Her husband is gone. Her son is gone. Well, isn’t that just like God? He was here, maybe—at least, that’s what the old stories say. But now He’s gone.

Isn’t that our everyday lives, as well? I don’t know about you, but I don’t have a cloud by day and a pillar of fire by night that leads me around to where I’m supposed to go. I believe that God speaks to me and that I have indeed heard from Him, but it’s almost never in that super-obvious, yes-look-here’s-God kind of way.

Mostly, it’s suffering loss and pain and confusion and wondering where exactly God is. Why won’t He show Himself? Why won’t the people in my life just love me? Why can’t I seem to overcome sin? What’s the deal with all this death in the news and even in my life?

Do you think the widow of Nain might have felt similarly? Her husband was gone, and now her only son was gone. She is lost, she is alone, she is looking at a very uncertain future. A widowed woman alone in our times often has it rough, but in first-century Palestine, it was a very dangerous situation to be in.

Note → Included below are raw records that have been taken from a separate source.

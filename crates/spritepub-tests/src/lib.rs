//! Sprite Atlas Export Test Infrastructure
//!
//! Integration tests for the export pipeline:
//!
//! - Publishing: frame set -> descriptor and image files on disk
//! - Conformance: the exact text each target runtime expects
//! - **Determinism**: byte-identical output across runs
//! - Properties: invariants over generated frame sets
//!
//! ## Running Tests
//!
//! ```bash
//! cargo test -p spritepub-tests
//! ```
//!
//! ## Determinism Testing
//!
//! ```rust,ignore
//! use spritepub_tests::test_determinism;
//!
//! test_determinism!(phaser_is_stable, {
//!     registry.dispatch("phaser", &frames, &ctx).unwrap().data.render()
//! });
//! ```

pub mod determinism;
pub mod fixtures;

// Re-export key types for convenience
pub use determinism::{
    compute_hash, verify_determinism, verify_hash_determinism, DeterminismFixture,
    DeterminismReport, DeterminismResult, DiffInfo,
};
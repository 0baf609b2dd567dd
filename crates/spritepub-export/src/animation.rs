//! Animation grouping for sequential-frame scene descriptions.
//!
//! Sprite names of the form `<animation>/<frame>` are grouped by the prefix
//! before the first `/`; names without a `/` fall into the `"default"`
//! animation. Each frame is identified by its 1-based sub-resource index,
//! which is its position in the frame set.
//!
//! Groups are keyed by name, not by span: a key that reappears after another
//! key interrupted it extends its original group instead of opening a new
//! one. Groups are listed in order of first appearance.

use std::collections::HashMap;

/// Animation name used for sprites without a `/` prefix.
pub const DEFAULT_ANIMATION: &str = "default";

/// Separator between sub-resource references in a frame list.
const REFERENCE_SEPARATOR: &str = ", ";

/// Returns the animation key of a sprite name.
pub fn animation_key(name: &str) -> &str {
    match name.find('/') {
        Some(index) => &name[..index],
        None => DEFAULT_ANIMATION,
    }
}

/// Formats a reference to the sub-resource with the given 1-based id.
pub fn sub_resource_ref(id: usize) -> String {
    format!("SubResource( {} )", id)
}

/// Joins sub-resource references for a scene `frames` list.
pub fn frame_list(ids: &[usize]) -> String {
    ids.iter()
        .map(|&id| sub_resource_ref(id))
        .collect::<Vec<_>>()
        .join(REFERENCE_SEPARATOR)
}

/// One named animation and the sub-resources it plays, in frame order.
#[derive(Debug, Clone, PartialEq, Eq)]
pub struct AnimationGroup {
    /// Animation key.
    pub name: String,
    /// 1-based sub-resource ids.
    pub frames: Vec<usize>,
}

impl AnimationGroup {
    /// Comma-separated sub-resource references, without a trailing separator.
    pub fn frame_list(&self) -> String {
        frame_list(&self.frames)
    }
}

/// Partitions ordered sprite names into animation groups.
///
/// The n-th name (0-based) is assigned sub-resource id `n + 1`.
pub fn group_animations<'a, I>(names: I) -> Vec<AnimationGroup>
where
    I: IntoIterator<Item = &'a str>,
{
    let mut groups: Vec<AnimationGroup> = Vec::new();
    let mut slots: HashMap<&'a str, usize> = HashMap::new();

    for (position, name) in names.into_iter().enumerate() {
        let key = animation_key(name);
        let id = position + 1;
        match slots.get(key) {
            Some(&slot) => groups[slot].frames.push(id),
            None => {
                slots.insert(key, groups.len());
                groups.push(AnimationGroup {
                    name: key.to_string(),
                    frames: vec![id],
                });
            }
        }
    }

    groups
}
//! Format registry and dispatch.
//!
//! Serializers are registered under an explicit format id and selected by
//! that id at export time. Two entry points exist:
//! - [`FormatRegistry::dispatch`] returns the document for the caller to persist
//! - [`FormatRegistry::publish`] hands the document and image to an [`AtlasWriter`]

use std::collections::HashMap;
use std::path::PathBuf;

use spritepub_spec::{DataKind, ExportContext, SpriteFrameSet, Warning, WarningCode};
use tracing::{debug, info, warn};

use crate::document::ExportResult;
use crate::error::ExportError;
use crate::serializers::{
    Cocos2dPlist, GodotAnimation, GodotAnimations, GodotParts, LegacyJson, PhaserJson, PixiJson,
};
use crate::writer::AtlasWriter;

/// A descriptor serializer for one target format.
///
/// Implementations are pure functions of their inputs. Plain functions and
/// closures with the matching signature implement this trait too.
pub trait Serializer: Send + Sync {
    /// Serializes `frames` into a complete document.
    fn serialize(
        &self,
        frames: &SpriteFrameSet,
        context: &ExportContext,
    ) -> Result<ExportResult, ExportError>;
}

impl<F> Serializer for F
where
    F: Fn(&SpriteFrameSet, &ExportContext) -> Result<ExportResult, ExportError> + Send + Sync,
{
    fn serialize(
        &self,
        frames: &SpriteFrameSet,
        context: &ExportContext,
    ) -> Result<ExportResult, ExportError> {
        self(frames, context)
    }
}

/// Format ids of the built-in serializers.
pub mod format_ids {
    pub const COCOS2D: &str = "cocos2d";
    pub const COCOS2D_V3: &str = "cocos2d-v3";
    pub const JSON: &str = "json";
    pub const PIXIJS: &str = "pixijs";
    pub const PHASER: &str = "phaser";
    pub const GODOT_PARTS: &str = "godot-parts";
    pub const GODOT: &str = "godot";
    pub const GODOT_ANIMATIONS: &str = "godot-animations";
}

/// Outcome of a writer-delegating export.
#[derive(Debug, Clone, PartialEq, Eq)]
pub struct PublishReport {
    /// Format id that was exported.
    pub format_id: String,
    /// Kind of the descriptor written.
    pub kind: DataKind,
    /// Where the descriptor was written.
    pub data_path: PathBuf,
    /// Where the image was written.
    pub image_path: PathBuf,
    /// BLAKE3 hash of the rendered descriptor.
    pub hash: String,
}

/// Maps format ids to serializers.
#[derive(Default)]
pub struct FormatRegistry {
    serializers: HashMap<String, Box<dyn Serializer>>,
}

impl std::fmt::Debug for FormatRegistry {
    fn fmt(&self, f: &mut std::fmt::Formatter<'_>) -> std::fmt::Result {
        f.debug_struct("FormatRegistry")
            .field("formats", &self.formats())
            .finish()
    }
}

impl FormatRegistry {
    /// Creates an empty registry.
    pub fn new() -> Self {
        Self::default()
    }

    /// Creates a registry holding every built-in serializer.
    pub fn with_builtin_formats() -> Self {
        let mut registry = Self::new();
        registry.register(format_ids::COCOS2D, Cocos2dPlist::legacy());
        registry.register(format_ids::COCOS2D_V3, Cocos2dPlist::mesh());
        registry.register(format_ids::JSON, LegacyJson);
        registry.register(format_ids::PIXIJS, PixiJson);
        registry.register(format_ids::PHASER, PhaserJson);
        registry.register(format_ids::GODOT_PARTS, GodotParts);
        registry.register(format_ids::GODOT, GodotAnimation);
        registry.register(format_ids::GODOT_ANIMATIONS, GodotAnimations);
        registry
    }

    /// Registers `serializer` under `format_id`.
    ///
    /// The last registration for an id wins. Replacing an existing id returns
    /// a [`WarningCode::FormatReplaced`] warning for the caller.
    pub fn register<S>(&mut self, format_id: impl Into<String>, serializer: S) -> Option<Warning>
    where
        S: Serializer + 'static,
    {
        let format_id = format_id.into();
        let replaced = self
            .serializers
            .insert(format_id.clone(), Box::new(serializer))
            .is_some();
        if replaced {
            warn!(format = %format_id, "export format registered twice; replacing previous serializer");
            Some(Warning::new(
                WarningCode::FormatReplaced,
                format!("format '{}' was already registered and has been replaced", format_id),
            ))
        } else {
            None
        }
    }

    /// Returns true if a serializer is registered under `format_id`.
    pub fn contains(&self, format_id: &str) -> bool {
        self.serializers.contains_key(format_id)
    }

    /// Registered format ids, sorted.
    pub fn formats(&self) -> Vec<&str> {
        let mut ids: Vec<&str> = self.serializers.keys().map(String::as_str).collect();
        ids.sort_unstable();
        ids
    }

    /// Serializes `frames` with the serializer registered under `format_id`.
    ///
    /// # Errors
    ///
    /// [`ExportError::UnknownFormat`] if nothing is registered under the id,
    /// otherwise whatever the serializer reports.
    pub fn dispatch(
        &self,
        format_id: &str,
        frames: &SpriteFrameSet,
        context: &ExportContext,
    ) -> Result<ExportResult, ExportError> {
        let serializer = self
            .serializers
            .get(format_id)
            .ok_or_else(|| ExportError::UnknownFormat(format_id.to_string()))?;
        debug!(format = format_id, frames = frames.len(), "serializing sprite frames");
        serializer.serialize(frames, context)
    }

    /// Serializes `frames` and persists image and descriptor through `writer`.
    ///
    /// The document and both destination paths are fully resolved before the
    /// writer is called, so a serializer or context error never leaves a
    /// partial export behind.
    pub fn publish<W>(
        &self,
        format_id: &str,
        frames: &SpriteFrameSet,
        context: &ExportContext,
        writer: &W,
    ) -> Result<PublishReport, ExportError>
    where
        W: AtlasWriter + ?Sized,
    {
        let result = self.dispatch(format_id, frames, context)?;
        let data_path = context.resolve_data_path(result.format)?;
        let image_path = context.resolve_image_path()?;
        let hash = result.data.content_hash();

        writer.write_image(&image_path)?;
        writer.write_data(&data_path, &result.data, result.format)?;

        info!(
            format = format_id,
            data = %data_path.display(),
            image = %image_path.display(),
            "published sprite sheet"
        );

        Ok(PublishReport {
            format_id: format_id.to_string(),
            kind: result.format,
            data_path,
            image_path,
            hash,
        })
    }
}
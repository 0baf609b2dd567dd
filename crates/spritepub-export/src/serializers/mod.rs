//! Built-in descriptor serializers, one per target runtime.

mod cocos2d;
mod godot;
mod json;

pub use cocos2d::{Cocos2dPlist, PlistDialect};
pub use godot::{GodotAnimation, GodotAnimations, GodotParts, ANIMATION_SPEED};
pub use json::{
    to_tab_pretty, ArrayManifestFrame, JsonManifest, KeyedManifestFrame, LegacyJson,
    LegacyManifestFrame, ManifestMeta, ManifestRect, ManifestSize, NamedFrames, PhaserJson,
    PixiJson,
};
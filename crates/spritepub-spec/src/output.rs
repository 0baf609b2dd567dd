//! Output document kinds.

use serde::{Deserialize, Serialize};

/// File kind of a serialized atlas descriptor.
#[derive(Debug, Clone, Copy, PartialEq, Eq, Hash, Serialize, Deserialize)]
#[serde(rename_all = "snake_case")]
pub enum DataKind {
    /// XML property list (`.plist`).
    Plist,
    /// JSON manifest (`.json`).
    Json,
    /// Text scene description (`.tscn`).
    Tscn,
}

impl DataKind {
    /// Returns the file extension for this kind.
    pub fn extension(&self) -> &'static str {
        match self {
            DataKind::Plist => "plist",
            DataKind::Json => "json",
            DataKind::Tscn => "tscn",
        }
    }
}

impl std::fmt::Display for DataKind {
    fn fmt(&self, f: &mut std::fmt::Formatter<'_>) -> std::fmt::Result {
        write!(f, "{}", self.extension())
    }
}

#[cfg(test)]
mod tests {
    use super::*;

    #[test]
    fn test_extensions() {
        assert_eq!(DataKind::Plist.extension(), "plist");
        assert_eq!(DataKind::Json.to_string(), "json");
        assert_eq!(DataKind::Tscn.extension(), "tscn");
    }

    #[test]
    fn test_serde_names() {
        assert_eq!(serde_json::to_string(&DataKind::Tscn).unwrap(), "\"tscn\"");
        let kind: DataKind = serde_json::from_str("\"plist\"").unwrap();
        assert_eq!(kind, DataKind::Plist);
    }
}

And then, “God has visited His people!”

Jesus chooses to make this moment be one of those moments when God shows up for people. God is always present, of course—everywhere. But we don’t always see Him. But here, He lets the people see Him. He lets them see His power. He lets them know His love in a direct and powerful way. He becomes for that widow all that she needs, and He demonstrates it by raising her son from the dead and giving her a future again.

There is a sense in which we live both before and after the Incarnation. We have already discussed how our daily lives are like that time before the Incarnation, when God spoke in an obvious way only very occasionally. Most of the time, even though we know and we believe that God is always present everywhere, we do not feel Him there. Transcendence is not our constant experience.

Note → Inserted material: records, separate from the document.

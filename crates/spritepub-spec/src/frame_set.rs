//! Insertion-ordered collection of packed sprites.

use std::collections::HashSet;
use std::fmt;

use serde::de::{MapAccess, Visitor};
use serde::ser::SerializeMap;
use serde::{Deserialize, Deserializer, Serialize, Serializer};

use crate::error::{GeometryError, LoadError};
use crate::geometry::SpriteFrame;

/// Ordered mapping from unique sprite name to its packed frame.
///
/// Order is significant: it is the packing order the packer produced and,
/// for animation grouping, the frame-sequence order. Serialized as a JSON
/// object whose key order follows insertion order.
#[derive(Debug, Clone, Default, PartialEq, Eq)]
pub struct SpriteFrameSet {
    entries: Vec<(String, SpriteFrame)>,
    names: HashSet<String>,
}

impl SpriteFrameSet {
    /// Creates an empty frame set.
    pub fn new() -> Self {
        Self::default()
    }

    /// Appends a frame under `name`.
    ///
    /// # Errors
    ///
    /// Returns [`GeometryError::DuplicateFrame`] if `name` is already present.
    pub fn insert(&mut self, name: impl Into<String>, frame: SpriteFrame) -> Result<(), GeometryError> {
        let name = name.into();
        if !self.names.insert(name.clone()) {
            return Err(GeometryError::DuplicateFrame(name));
        }
        self.entries.push((name, frame));
        Ok(())
    }

    /// Builder-style variant of [`insert`](Self::insert).
    pub fn with_frame(
        mut self,
        name: impl Into<String>,
        frame: SpriteFrame,
    ) -> Result<Self, GeometryError> {
        self.insert(name, frame)?;
        Ok(self)
    }

    /// Looks up a frame by name.
    pub fn get(&self, name: &str) -> Option<&SpriteFrame> {
        self.entries
            .iter()
            .find(|(key, _)| key == name)
            .map(|(_, frame)| frame)
    }

    /// Iterates `(name, frame)` pairs in insertion order.
    pub fn iter(&self) -> impl ExactSizeIterator<Item = (&str, &SpriteFrame)> {
        self.entries.iter().map(|(name, frame)| (name.as_str(), frame))
    }

    /// Iterates sprite names in insertion order.
    pub fn names(&self) -> impl ExactSizeIterator<Item = &str> {
        self.entries.iter().map(|(name, _)| name.as_str())
    }

    /// Number of frames.
    pub fn len(&self) -> usize {
        self.entries.len()
    }

    /// Returns true if the set holds no frames.
    pub fn is_empty(&self) -> bool {
        self.entries.is_empty()
    }

    /// Parses packer output from a JSON object keyed by sprite name.
    ///
    /// Every frame is validated while parsing; malformed geometry or a
    /// duplicate key fails the whole load.
    pub fn from_json(json: &str) -> Result<Self, LoadError> {
        Ok(serde_json::from_str(json)?)
    }

    /// Serializes this frame set to pretty-printed JSON.
    pub fn to_json_pretty(&self) -> Result<String, LoadError> {
        Ok(serde_json::to_string_pretty(self)?)
    }
}

impl Serialize for SpriteFrameSet {
    fn serialize<S: Serializer>(&self, serializer: S) -> Result<S::Ok, S::Error> {
        let mut map = serializer.serialize_map(Some(self.entries.len()))?;
        for (name, frame) in &self.entries {
            map.serialize_entry(name, frame)?;
        }
        map.end()
    }
}

impl<'de> Deserialize<'de> for SpriteFrameSet {
    fn deserialize<D: Deserializer<'de>>(deserializer: D) -> Result<Self, D::Error> {
        deserializer.deserialize_map(FrameSetVisitor)
    }
}

struct FrameSetVisitor;

impl<'de> Visitor<'de> for FrameSetVisitor {
    type Value = SpriteFrameSet;

    fn expecting(&self, f: &mut fmt::Formatter<'_>) -> fmt::Result {
        f.write_str("an object mapping sprite names to frames")
    }

    fn visit_map<A: MapAccess<'de>>(self, mut access: A) -> Result<Self::Value, A::Error> {
        let mut set = SpriteFrameSet::new();
        while let Some(name) = access.next_key::<String>()? {
            let frame: SpriteFrame = access.next_value().map_err(|e| {
                serde::de::Error::custom(format!("frame '{}': {}", name, e))
            })?;
            set.insert(name, frame).map_err(serde::de::Error::custom)?;
        }
        Ok(set)
    }
}

#[cfg(test)]
mod tests {
    use super::*;
    use crate::geometry::{Point, Rect, Size};
    use pretty_assertions::assert_eq;

    fn square(x: i32) -> SpriteFrame {
        SpriteFrame::untrimmed(x, 0, 8, 8).unwrap()
    }

    #[test]
    fn test_insertion_order_is_kept() {
        let set = SpriteFrameSet::new()
            .with_frame("zeta", square(0))
            .unwrap()
            .with_frame("alpha", square(8))
            .unwrap()
            .with_frame("mid", square(16))
            .unwrap();

        let names: Vec<&str> = set.names().collect();
        assert_eq!(names, vec!["zeta", "alpha", "mid"]);
        assert_eq!(set.len(), 3);
        assert_eq!(set.get("alpha").unwrap().frame().x, 8);
        assert!(set.get("missing").is_none());
    }

    #[test]
    fn test_duplicate_name_rejected() {
        let mut set = SpriteFrameSet::new();
        set.insert("a", square(0)).unwrap();
        let err = set.insert("a", square(8)).unwrap_err();
        assert_eq!(err, GeometryError::DuplicateFrame("a".to_string()));
        assert_eq!(set.len(), 1);
    }

    #[test]
    fn test_from_json_keeps_document_order() {
        let json = r#"{
            "walk/1.png": {
                "frame": {"x": 8, "y": 0, "width": 8, "height": 8},
                "sourceColorRect": {"x": 0, "y": 0, "width": 8, "height": 8},
                "sourceSize": {"width": 8, "height": 8}
            },
            "walk/0.png": {
                "frame": {"x": 0, "y": 0, "width": 6, "height": 8},
                "offset": {"x": -1, "y": 0},
                "sourceColorRect": {"x": 0, "y": 0, "width": 6, "height": 8},
                "sourceSize": {"width": 8, "height": 8},
                "rotated": false
            }
        }"#;

        let set = SpriteFrameSet::from_json(json).unwrap();
        let names: Vec<&str> = set.names().collect();
        assert_eq!(names, vec!["walk/1.png", "walk/0.png"]);

        let second = set.get("walk/0.png").unwrap();
        assert_eq!(second.offset(), &Point::new(-1, 0));
        assert_eq!(second.source_size(), &Size::new(8, 8));
        assert_eq!(second.source_color_rect(), &Rect::new(0, 0, 6, 8));
    }

    #[test]
    fn test_from_json_reports_frame_name() {
        let json = r#"{
            "bad.png": {
                "frame": {"x": 0, "y": 0, "width": 9, "height": 8},
                "sourceColorRect": {"x": 0, "y": 0, "width": 8, "height": 8},
                "sourceSize": {"width": 8, "height": 8}
            }
        }"#;
        let err = SpriteFrameSet::from_json(json).unwrap_err();
        assert!(err.to_string().contains("bad.png"), "{}", err);
    }

    #[test]
    fn test_json_round_trip() {
        let set = SpriteFrameSet::new()
            .with_frame("b", square(0))
            .unwrap()
            .with_frame("a", square(8))
            .unwrap();
        let json = set.to_json_pretty().unwrap();
        let parsed = SpriteFrameSet::from_json(&json).unwrap();
        assert_eq!(parsed, set);
        assert!(json.find("\"b\"").unwrap() < json.find("\"a\"").unwrap());
    }
}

Yet we also live after the Incarnation. We live in the time of Emmanuel, another name for Jesus meaning “God with us.” That name, prophesied by Isaiah, had such resonating power because the daily experience of Israel was not that God was constantly with them. So when Jesus comes, He is Emmanuel—God with us. God has visited His people.

And we also live after the event of the Incarnation in the sense that God is still with us. He is not absent from us in the same sense that He was often absent during Israel’s long history, when they would offer up sacrifices to God and hope that He was hearing their prayers. We have been given a new and everlasting sacrifice—the Holy Eucharist, through which we partake of the one sacrifice of Jesus Christ.

God not only hears us and speaks to us as He did the prophets, but He also has given Himself to us as food. Where is God? He is here with us. And when we partake of communion, He is even within us. Each time you receive the Body and Blood of Christ, you can say truthfully, “God has visited His people!”

I know that it is hard, and that we often feel abandoned by God. But we must also ask: Are we abandoning Him? He is offering Himself as the Eucharist. He is offering Himself in the Scripture. He is offering Himself in all the sacraments of confession and unction and so forth, as well as all the prayers of the Church offered up through His priests and most especially the royal priesthood we all belong to. Are we going there to meet Him? God has indeed visited His people, and He is still visiting us even here and now.

To the God Who is indeed visiting us and with us be all glory, honor and worship, to the Father and to the Son and to the Holy Spirit, now and ever, and unto ages of ages. Amen.

One comment:

  1. I believe in what you say, I have been in a situation where my prayers were answered, I was in a very emotional state in prayer for a loved one, When he came out of a coma after a month, what He told me I was so astonished . And I don’t believe there ever is or was silent period .I could go on with other stories in my life ,that gives me faith, And yet there are times when I wonder why I am still here.